* Task to carry out
Every entry here should be copied exactly.

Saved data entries
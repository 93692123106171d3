//! JSON extractor with automatic validation using the validator crate.

use crate::errors::AppError;
use axum::extract::{FromRequest, Json, Request};
use serde::de::DeserializeOwned;
use validator::Validate;

/// JSON extractor with automatic validation.
///
/// Malformed bodies become [`AppError::JsonExtractorRejection`], failed
/// `Validate` checks become [`AppError::ValidationError`] with per-field
/// details.
///
/// # Example
/// ```ignore
/// use axum_helpers::extractors::ValidatedJson;
///
/// async fn create_employee(ValidatedJson(payload): ValidatedJson<CreateEmployee>) { /* ... */ }
/// ```
pub struct ValidatedJson<T>(pub T);

impl<T, S> FromRequest<S> for ValidatedJson<T>
where
    T: DeserializeOwned + Validate,
    S: Send + Sync,
{
    type Rejection = AppError;

    async fn from_request(req: Request, state: &S) -> Result<Self, Self::Rejection> {
        let Json(data) = Json::<T>::from_request(req, state).await?;
        data.validate()?;
        Ok(ValidatedJson(data))
    }
}

#[cfg(test)]
mod tests {
    use super::*;
    use axum::{Router, body::Body, http::StatusCode, routing::post};
    use serde::Deserialize;
    use tower::ServiceExt;

    #[derive(Deserialize, Validate)]
    struct Login {
        #[validate(length(min = 3))]
        username: String,
    }

    async fn handler(ValidatedJson(body): ValidatedJson<Login>) -> String {
        body.username
    }

    fn app() -> Router {
        Router::new().route("/", post(handler))
    }

    fn request(body: &'static str) -> Request {
        Request::builder()
            .method("POST")
            .uri("/")
            .header("content-type", "application/json")
            .body(Body::from(body))
            .unwrap()
    }

    #[tokio::test]
    async fn test_valid_body_passes() {
        let response = app().oneshot(request(r#"{"username":"admin"}"#)).await.unwrap();
        assert_eq!(response.status(), StatusCode::OK);
    }

    #[tokio::test]
    async fn test_invalid_body_is_rejected() {
        let response = app().oneshot(request(r#"{"username":"ab"}"#)).await.unwrap();
        assert_eq!(response.status(), StatusCode::BAD_REQUEST);
    }

    #[tokio::test]
    async fn test_missing_field_is_rejected() {
        let response = app().oneshot(request(r#"{}"#)).await.unwrap();
        assert_eq!(response.status(), StatusCode::UNPROCESSABLE_ENTITY);
    }
}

* Task result
repository 93692123106171d3
//! JSON extractor with automatic validation using the validator crate.

use crate::errors::AppError;
use axum::extract::{FromRequest, Json, Request};
use serde::de::DeserializeOwned;
use validator::Validate;

/// JSON extractor with automatic validation.
///
/// Malformed bodies become [`AppError::JsonExtractorRejection`], failed
/// `Validate` checks become [`AppError::ValidationError`] with per-field
/// details.
///
/// # Example
/// ```ignore
/// use axum_helpers::extractors::ValidatedJson;
///
/// async fn create_employee(ValidatedJson(payload): ValidatedJson<CreateEmployee>) { /* ... */ }
/// ```
pub struct ValidatedJson<T>(pub T);

impl<T, S> FromRequest<S> for ValidatedJson<T>
where
    T: DeserializeOwned + Validate,
    S: Send + Sync,
{
    type Rejection = AppError;

    async fn from_request(req: Request, state: &S) -> Result<Self, Self::Rejection> {
        let Json(data) = Json::<T>::from_request(req, state).await?;
        data.validate()?;
        Ok(ValidatedJson(data))
    }
}

#[cfg(test)]
mod tests {
    use super::*;
    use axum::{Router, body::Body, http::StatusCode, routing::post};
    use serde::Deserialize;
    use tower::ServiceExt;

    #[derive(Deserialize, Validate)]
    struct Login {
        #[validate(length(min = 3))]
        username: String,
    }

    async fn handler(ValidatedJson(body): ValidatedJson<Login>) -> String {
        body.username
    }

    fn app() -> Router {
        Router::new().route("/", post(handler))
    }

    fn request(body: &'static str) -> Request {
        Request::builder()
            .method("POST")
            .uri("/")
            .header("content-type", "application/json")
            .body(Body::from(body))
            .unwrap()
    }

    #[tokio::test]
    async fn test_valid_body_passes() {
        let response = app().oneshot(request(r#"{"username":"admin"}"#)).await.unwrap();
        assert_eq!(response.status(), StatusCode::OK);
    }

    #[tokio::test]
    async fn test_invalid_body_is_rejected() {
        let response = app().oneshot(request(r#"{"username":"ab"}"#)).await.unwrap();
        assert_eq!(response.status(), StatusCode::BAD_REQUEST);
    }

    #[tokio::test]
    async fn test_missing_field_is_rejected() {
        let response = app().oneshot(request(r#"{}"#)).await.unwrap();
        assert_eq!(response.status(), StatusCode::UNPROCESSABLE_ENTITY);
    }
}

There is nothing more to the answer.